# WORK ORDER
The answer should be each line of the records that contains the word "write"; please copy them all.

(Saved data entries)
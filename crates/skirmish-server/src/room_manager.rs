use std::collections::{HashMap, HashSet};
use std::sync::{Arc, Mutex, PoisonError};

use bytes::Bytes;
use tokio::sync::mpsc;
use tokio::sync::mpsc::error::TrySendError;
use tokio::task::JoinHandle;

use skirmish_arena::{InputEvent, SimConfig, World};
use skirmish_core::game::{GameMode, PlayerId};
use skirmish_core::net::messages::{FindGameMsg, JoinedMsg, PlayerCountMsg, ServerMessage};
use skirmish_core::net::protocol::encode_server_message;
use skirmish_core::room::{FREE_FOR_ALL_ROOM, generate_room_code};

use crate::config::TickConfig;
use crate::game_loop::{GameBroadcast, GameCommand, spawn_room_session};

/// Outbound channel for one connected player.
pub type PlayerSender = mpsc::Sender<Bytes>;

type SharedSenders = Arc<Mutex<HashMap<PlayerId, PlayerSender>>>;

/// Why a matchmaking request was refused.
#[derive(Debug, Clone, PartialEq, Eq)]
pub enum RoomError {
    AlreadyInMatch,
    NotInRoom,
    InvalidName,
}

impl std::fmt::Display for RoomError {
    fn fmt(&self, f: &mut std::fmt::Formatter<'_>) -> std::fmt::Result {
        match self {
            Self::AlreadyInMatch => write!(f, "already in a match"),
            Self::NotInRoom => write!(f, "not in a match"),
            Self::InvalidName => write!(f, "invalid player name"),
        }
    }
}

impl std::error::Error for RoomError {}

/// Public view of a room for the HTTP API.
#[derive(Debug, Clone, PartialEq, Eq)]
pub struct RoomInfo {
    pub code: String,
    pub mode: GameMode,
    pub players: usize,
    /// A duel room still waiting for its second player.
    pub waiting: bool,
}

struct RoomEntry {
    mode: GameMode,
    /// Players in join order; the position is the player's seat.
    players: Vec<PlayerId>,
    senders: SharedSenders,
    command_tx: mpsc::UnboundedSender<GameCommand>,
    game_task: JoinHandle<()>,
    broadcast_task: JoinHandle<()>,
}

impl RoomEntry {
    fn is_waiting(&self) -> bool {
        self.mode == GameMode::Duel && self.players.len() == 1
    }

    fn send_to(&self, player_id: PlayerId, msg: &ServerMessage) {
        let sender = lock_senders(&self.senders).get(&player_id).cloned();
        if let Some(sender) = sender {
            send_message(&sender, msg);
        }
    }

    fn broadcast(&self, msg: &ServerMessage) {
        let snapshot = lock_senders(&self.senders).clone();
        for sender in snapshot.values() {
            send_message(sender, msg);
        }
    }
}

/// Owns every live room and the player-to-room mapping.
pub struct RoomManager {
    rooms: HashMap<String, RoomEntry>,
    player_rooms: HashMap<PlayerId, String>,
    next_player_id: PlayerId,
    sim: SimConfig,
    tick: TickConfig,
    max_name_len: usize,
}

impl RoomManager {
    pub fn new(sim: SimConfig, tick: TickConfig, max_name_len: usize) -> Self {
        Self {
            rooms: HashMap::new(),
            player_rooms: HashMap::new(),
            next_player_id: 1,
            sim,
            tick,
            max_name_len,
        }
    }

    pub fn alloc_player_id(&mut self) -> PlayerId {
        let id = self.next_player_id;
        self.next_player_id += 1;
        id
    }

    /// Room code the player is currently in.
    #[cfg(test)]
    fn room_of(&self, player_id: PlayerId) -> Option<&str> {
        self.player_rooms.get(&player_id).map(String::as_str)
    }

    /// Place a player into a match. Returns the room code.
    pub fn find_game(
        &mut self,
        player_id: PlayerId,
        request: FindGameMsg,
        sender: PlayerSender,
    ) -> Result<String, RoomError> {
        if self.player_rooms.contains_key(&player_id) {
            return Err(RoomError::AlreadyInMatch);
        }
        let name = self.validate_name(request.name.as_deref())?;

        let code = match request.mode {
            GameMode::Duel => self.join_duel(player_id, name, request, sender),
            GameMode::FreeForAll => self.join_free_for_all(player_id, name, request, sender),
        };
        self.player_rooms.insert(player_id, code.clone());
        Ok(code)
    }

    fn validate_name(&self, name: Option<&str>) -> Result<Option<String>, RoomError> {
        let Some(name) = name.map(str::trim).filter(|n| !n.is_empty()) else {
            return Ok(None);
        };
        if name.chars().count() > self.max_name_len || name.chars().any(char::is_control) {
            return Err(RoomError::InvalidName);
        }
        Ok(Some(name.to_string()))
    }

    fn join_duel(
        &mut self,
        player_id: PlayerId,
        name: Option<String>,
        request: FindGameMsg,
        sender: PlayerSender,
    ) -> String {
        let waiting = self
            .rooms
            .iter()
            .find(|(_, room)| room.is_waiting())
            .map(|(code, _)| code.clone());

        let code = match waiting {
            Some(code) => code,
            None => {
                let code = generate_unique_room_code(&self.rooms);
                self.create_room(&code, GameMode::Duel);
                code
            },
        };

        let Some(room) = self.rooms.get_mut(&code) else {
            return code;
        };
        add_player(room, &code, player_id, name, request, sender);

        if room.is_waiting() {
            room.send_to(player_id, &ServerMessage::WaitingForPlayer);
        } else {
            room.broadcast(&ServerMessage::GameStarting);
            let _ = room.command_tx.send(GameCommand::Start);
            tracing::info!(room = %code, "Duel starting");
        }
        code
    }

    fn join_free_for_all(
        &mut self,
        player_id: PlayerId,
        name: Option<String>,
        request: FindGameMsg,
        sender: PlayerSender,
    ) -> String {
        let code = FREE_FOR_ALL_ROOM.to_string();
        if !self.rooms.contains_key(&code) {
            self.create_room(&code, GameMode::FreeForAll);
            if let Some(room) = self.rooms.get(&code) {
                let _ = room.command_tx.send(GameCommand::Start);
            }
        }

        let Some(room) = self.rooms.get_mut(&code) else {
            return code;
        };
        add_player(room, &code, player_id, name, request, sender);
        room.send_to(player_id, &ServerMessage::GameStarting);
        room.broadcast(&player_count(room));
        code
    }

    fn create_room(&mut self, code: &str, mode: GameMode) {
        let world = World::new(mode, self.sim.clone());
        let (command_tx, broadcast_rx, game_task) = spawn_room_session(world, self.tick.clone());

        let senders: SharedSenders = Arc::new(Mutex::new(HashMap::new()));
        let fanout_senders = Arc::clone(&senders);
        let resync_tx = command_tx.clone();
        let room_code = code.to_string();
        let broadcast_task = tokio::spawn(async move {
            forward_broadcasts(broadcast_rx, fanout_senders, resync_tx, &room_code).await;
        });

        tracing::info!(room = code, %mode, "Room created");
        self.rooms.insert(
            code.to_string(),
            RoomEntry {
                mode,
                players: Vec::new(),
                senders,
                command_tx,
                game_task,
                broadcast_task,
            },
        );
    }

    /// Forward an input event to the player's room. Players outside a room
    /// are ignored.
    pub fn route_input(&self, player_id: PlayerId, event: InputEvent) {
        let Some(room) = self
            .player_rooms
            .get(&player_id)
            .and_then(|code| self.rooms.get(code))
        else {
            return;
        };
        let _ = room.command_tx.send(GameCommand::Input { player_id, event });
    }

    /// Take a player out of their room.
    ///
    /// Leaving a duel ends it for both players; the opponent is told and may
    /// search again. Leaving free-for-all removes only that character.
    pub fn leave(&mut self, player_id: PlayerId) -> Result<(), RoomError> {
        let code = self
            .player_rooms
            .remove(&player_id)
            .ok_or(RoomError::NotInRoom)?;
        let Some(room) = self.rooms.get_mut(&code) else {
            return Ok(());
        };

        room.players.retain(|&id| id != player_id);
        lock_senders(&room.senders).remove(&player_id);
        tracing::info!(player_id, room = %code, "Player left room");

        let mode = room.mode;
        match mode {
            GameMode::Duel => {
                room.broadcast(&ServerMessage::OpponentLeft);
                self.shutdown_room(&code);
            },
            GameMode::FreeForAll => {
                if room.players.is_empty() {
                    self.shutdown_room(&code);
                } else {
                    let _ = room.command_tx.send(GameCommand::Leave { player_id });
                    room.broadcast(&player_count(room));
                }
            },
        }
        Ok(())
    }

    /// Stop a room's tick task and drop any emissions still queued for it.
    fn shutdown_room(&mut self, code: &str) {
        let Some(room) = self.rooms.remove(code) else {
            return;
        };
        for player_id in &room.players {
            self.player_rooms.remove(player_id);
        }
        if room.command_tx.send(GameCommand::Stop).is_err() {
            tracing::debug!(room = code, "Game session already gone");
            room.game_task.abort();
        }
        room.broadcast_task.abort();
        tracing::info!(room = code, "Room closed");
    }

    /// Number of rooms and players.
    pub fn stats(&self) -> (usize, usize) {
        (self.rooms.len(), self.player_rooms.len())
    }

    pub fn room_info(&self, code: &str) -> Option<RoomInfo> {
        self.rooms.get(code).map(|room| RoomInfo {
            code: code.to_string(),
            mode: room.mode,
            players: room.players.len(),
            waiting: room.is_waiting(),
        })
    }
}

fn add_player(
    room: &mut RoomEntry,
    code: &str,
    player_id: PlayerId,
    name: Option<String>,
    request: FindGameMsg,
    sender: PlayerSender,
) {
    room.players.push(player_id);
    let slot = u32::try_from(room.players.len()).unwrap_or(u32::MAX);
    send_message(
        &sender,
        &ServerMessage::Joined(JoinedMsg {
            player_id,
            room: code.to_string(),
            mode: room.mode,
            slot,
        }),
    );
    lock_senders(&room.senders).insert(player_id, sender);
    let _ = room.command_tx.send(GameCommand::Join {
        player_id,
        name,
        loadout: request.loadout,
    });
    tracing::info!(player_id, room = code, slot, "Player joined room");
}

fn player_count(room: &RoomEntry) -> ServerMessage {
    ServerMessage::PlayerCount(PlayerCountMsg {
        count: u32::try_from(room.players.len()).unwrap_or(u32::MAX),
    })
}

fn lock_senders(
    senders: &SharedSenders,
) -> std::sync::MutexGuard<'_, HashMap<PlayerId, PlayerSender>> {
    senders.lock().unwrap_or_else(PoisonError::into_inner)
}

fn send_message(sender: &PlayerSender, msg: &ServerMessage) {
    match encode_server_message(msg) {
        Ok(data) => {
            if sender.try_send(Bytes::from(data)).is_err() {
                tracing::debug!("Skipping message to slow client (channel full or closed)");
            }
        },
        Err(e) => tracing::error!(error = %e, "Failed to encode server message"),
    }
}

/// Fan a room's output out to its players.
///
/// A delta is only useful to a client holding the previous frame, so deltas
/// go only to players in `synced`. A player joins that set by receiving a full
/// frame and leaves it when a frame to them is dropped, which also asks the
/// room for a fresh full snapshot.
async fn forward_broadcasts(
    mut broadcast_rx: mpsc::UnboundedReceiver<GameBroadcast>,
    senders: SharedSenders,
    resync_tx: mpsc::UnboundedSender<GameCommand>,
    room_code: &str,
) {
    let mut synced: HashSet<PlayerId> = HashSet::new();

    while let Some(broadcast) = broadcast_rx.recv().await {
        match broadcast {
            GameBroadcast::State { data, full } => {
                let snapshot = lock_senders(&senders).clone();
                synced.retain(|id| snapshot.contains_key(id));

                let mut dropped = false;
                for (&player_id, sender) in &snapshot {
                    if !full && !synced.contains(&player_id) {
                        continue;
                    }
                    match sender.try_send(data.clone()) {
                        Ok(()) => {
                            if full {
                                synced.insert(player_id);
                            }
                        },
                        Err(TrySendError::Full(_)) => {
                            tracing::debug!(
                                player_id,
                                room = room_code,
                                "Dropped state frame for slow client, resyncing"
                            );
                            synced.remove(&player_id);
                            dropped = true;
                        },
                        Err(TrySendError::Closed(_)) => {
                            synced.remove(&player_id);
                        },
                    }
                }
                if dropped {
                    let _ = resync_tx.send(GameCommand::Resync);
                }
            },
            GameBroadcast::ToPlayer { player_id, data } => {
                let sender = lock_senders(&senders).get(&player_id).cloned();
                if let Some(sender) = sender
                    && sender.try_send(data).is_err()
                {
                    tracing::debug!(
                        player_id,
                        room = room_code,
                        "Skipping notice to slow client (channel full or closed)"
                    );
                }
            },
            GameBroadcast::GameEnded => {
                tracing::info!(room = room_code, "Game session ended");
                break;
            },
        }
    }
}

/// Generate a unique room code, retrying on collision with existing rooms.
fn generate_unique_room_code(existing: &HashMap<String, RoomEntry>) -> String {
    loop {
        let code = generate_room_code();
        if !existing.contains_key(&code) {
            return code;
        }
    }
}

# EXERCISE OUTPUT
            Self::AlreadyInMatch => write!(f, "already in a match"),
            Self::NotInRoom => write!(f, "not in a match"),
            Self::InvalidName => write!(f, "invalid player name"),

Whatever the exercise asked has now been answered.